//! # taplive-sync
//!
//! State synchronization engine for live bar dashboards.
//!
//! Two independent sources feed each mounted dashboard:
//! - Periodic snapshots of the authoritative read models (totals, top products)
//! - Push events over one shared, reference-counted connection
//!
//! Push events accumulate as incremental counters on top of the last snapshot
//! and are reset whenever a newer snapshot is accepted, so the displayed
//! totals self-correct at every refresh.
//!
//! ## Architecture
//!
//! ```text
//!  SnapshotFetcher ──(pollers)──┐
//!                               ▼
//!  ConnectionManager ──▶ StoreActor(LiveStore) ──compose()──▶ watch<DashboardView>
//!        ▲                      ▲
//!        └──── LiveDashboard::start / stop ────┘
//! ```

mod composer;
mod connection;
mod dashboard;
mod feed;
mod fetcher;
pub mod memory;
mod reducer;
mod store;
pub mod transport;

pub use composer::{bar_label, compose, resolve_name, AlertRow, DashboardView, SaleRow};
pub use connection::{ConnectionHandle, ConnectionManager, LinkStatus, Subscription};
pub use dashboard::{LiveDashboard, SyncContext};
pub use feed::Feed;
pub use fetcher::{HttpSnapshotSource, QueryKey, SnapshotFetcher, SnapshotSource};
pub use memory::{MemoryConnector, MemoryServer};
pub use reducer::{EventReducer, Reduction, SubscriptionPhase};
pub use store::{DashboardMode, FetchStatus, LiveStore};
pub use transport::{Connector, Transport, WsConnector, WsTransport};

• • • • • • •

ABOUT THIS TASK = The required result is an exact repetition of the lines from the one containing "mod connection;" through the last line of the data.

ANSWER TO THIS TASK =
mod connection;
mod dashboard;
mod feed;
mod fetcher;
pub mod memory;
mod reducer;
mod store;
pub mod transport;

pub use composer::{bar_label, compose, resolve_name, AlertRow, DashboardView, SaleRow};
pub use connection::{ConnectionHandle, ConnectionManager, LinkStatus, Subscription};
pub use dashboard::{LiveDashboard, SyncContext};
pub use feed::Feed;
pub use fetcher::{HttpSnapshotSource, QueryKey, SnapshotFetcher, SnapshotSource};
pub use memory::{MemoryConnector, MemoryServer};
pub use reducer::{EventReducer, Reduction, SubscriptionPhase};
pub use store::{DashboardMode, FetchStatus, LiveStore};
pub use transport::{Connector, Transport, WsConnector, WsTransport};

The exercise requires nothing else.